┏━━

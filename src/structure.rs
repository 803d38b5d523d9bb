use cgmath::*;
use std::ops::{Add, AddAssign, Div, DivAssign, Mul, MulAssign, Sub};

/// Pixel color representation
#[derive(Clone, Copy, PartialEq, Debug, Default)]
pub struct Color {
    pub r: f32,
    pub g: f32,
    pub b: f32,
}

impl Color {
    pub fn new(r: f32, g: f32, b: f32) -> Color {
        Color { r, g, b }
    }

    pub fn value(v: f32) -> Color {
        Color { r: v, g: v, b: v }
    }

    pub fn zero() -> Color {
        Color::value(0.0)
    }

    pub fn one() -> Color {
        Color::value(1.0)
    }

    pub fn is_zero(&self) -> bool {
        self.r == 0.0 && self.g == 0.0 && self.b == 0.0
    }

    pub fn has_nan(&self) -> bool {
        self.r.is_nan() || self.g.is_nan() || self.b.is_nan()
    }

    pub fn avg(&self) -> f32 {
        (self.r + self.g + self.b) / 3.0
    }

    pub fn channel_max(&self) -> f32 {
        self.r.max(self.g).max(self.b)
    }

    pub fn abs(&self) -> Color {
        Color::new(self.r.abs(), self.g.abs(), self.b.abs())
    }

    pub fn to_rgb8(&self) -> [u8; 3] {
        // simple gamma 2.2 mapping for the LDR output
        let f = |v: f32| ((v.max(0.0).powf(1.0 / 2.2) * 255.0).min(255.0)) as u8;
        [f(self.r), f(self.g), f(self.b)]
    }
}

impl crate::Scale<f32> for Color {
    fn scale(&mut self, v: f32) {
        self.r *= v;
        self.g *= v;
        self.b *= v;
    }
}

/////////////// Operators
impl Add<Color> for Color {
    type Output = Color;
    fn add(self, other: Color) -> Color {
        Color::new(self.r + other.r, self.g + other.g, self.b + other.b)
    }
}

impl Sub<Color> for Color {
    type Output = Color;
    fn sub(self, other: Color) -> Color {
        Color::new(self.r - other.r, self.g - other.g, self.b - other.b)
    }
}

impl AddAssign<Color> for Color {
    fn add_assign(&mut self, other: Color) {
        self.r += other.r;
        self.g += other.g;
        self.b += other.b;
    }
}

impl Mul<Color> for Color {
    type Output = Color;
    fn mul(self, other: Color) -> Color {
        Color::new(self.r * other.r, self.g * other.g, self.b * other.b)
    }
}

impl MulAssign<Color> for Color {
    fn mul_assign(&mut self, other: Color) {
        self.r *= other.r;
        self.g *= other.g;
        self.b *= other.b;
    }
}

impl Mul<f32> for Color {
    type Output = Color;
    fn mul(self, other: f32) -> Color {
        Color::new(self.r * other, self.g * other, self.b * other)
    }
}

impl Mul<Color> for f32 {
    type Output = Color;
    fn mul(self, other: Color) -> Color {
        other * self
    }
}

impl MulAssign<f32> for Color {
    fn mul_assign(&mut self, other: f32) {
        self.r *= other;
        self.g *= other;
        self.b *= other;
    }
}

impl Div<f32> for Color {
    type Output = Color;
    fn div(self, other: f32) -> Color {
        Color::new(self.r / other, self.g / other, self.b / other)
    }
}

impl DivAssign<f32> for Color {
    fn div_assign(&mut self, other: f32) {
        self.r /= other;
        self.g /= other;
        self.b /= other;
    }
}

/// Measure in which a density is expressed
#[derive(Clone, Copy, PartialEq, Eq, Debug)]
pub enum Domain {
    SolidAngle,
    Area,
    Discrete,
}

/// Measure-tagged probability density
#[derive(Clone, Copy, PartialEq, Debug)]
pub enum PDF {
    SolidAngle(f32),
    Area(f32),
    Discrete(f32),
}

impl PDF {
    pub fn value(&self) -> f32 {
        match *self {
            PDF::SolidAngle(v) | PDF::Area(v) | PDF::Discrete(v) => v,
        }
    }

    pub fn is_zero(&self) -> bool {
        self.value() == 0.0
    }
}

impl Mul<f32> for PDF {
    type Output = PDF;
    fn mul(self, other: f32) -> PDF {
        match self {
            PDF::SolidAngle(v) => PDF::SolidAngle(v * other),
            PDF::Area(v) => PDF::Area(v * other),
            PDF::Discrete(v) => PDF::Discrete(v * other),
        }
    }
}

/// A position sampled on an emitter or a sensor
#[derive(Clone, Copy)]
pub struct SampledPosition {
    pub p: Point3<f32>,
    pub n: Vector3<f32>,
    pub pdf: PDF,
}

/// Ray representation
#[derive(Clone)]
pub struct Ray {
    pub o: Point3<f32>,
    pub d: Vector3<f32>,
    pub tnear: f32,
    pub tfar: f32,
}

impl Ray {
    pub fn new(o: Point3<f32>, d: Vector3<f32>) -> Ray {
        Ray {
            o,
            d,
            tnear: crate::constants::EPSILON,
            tfar: std::f32::MAX,
        }
    }
}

┗━━

Look over the material above and report how many of its lines have the string "Debug" in them, nothing more.

▶ **Final answer**:
3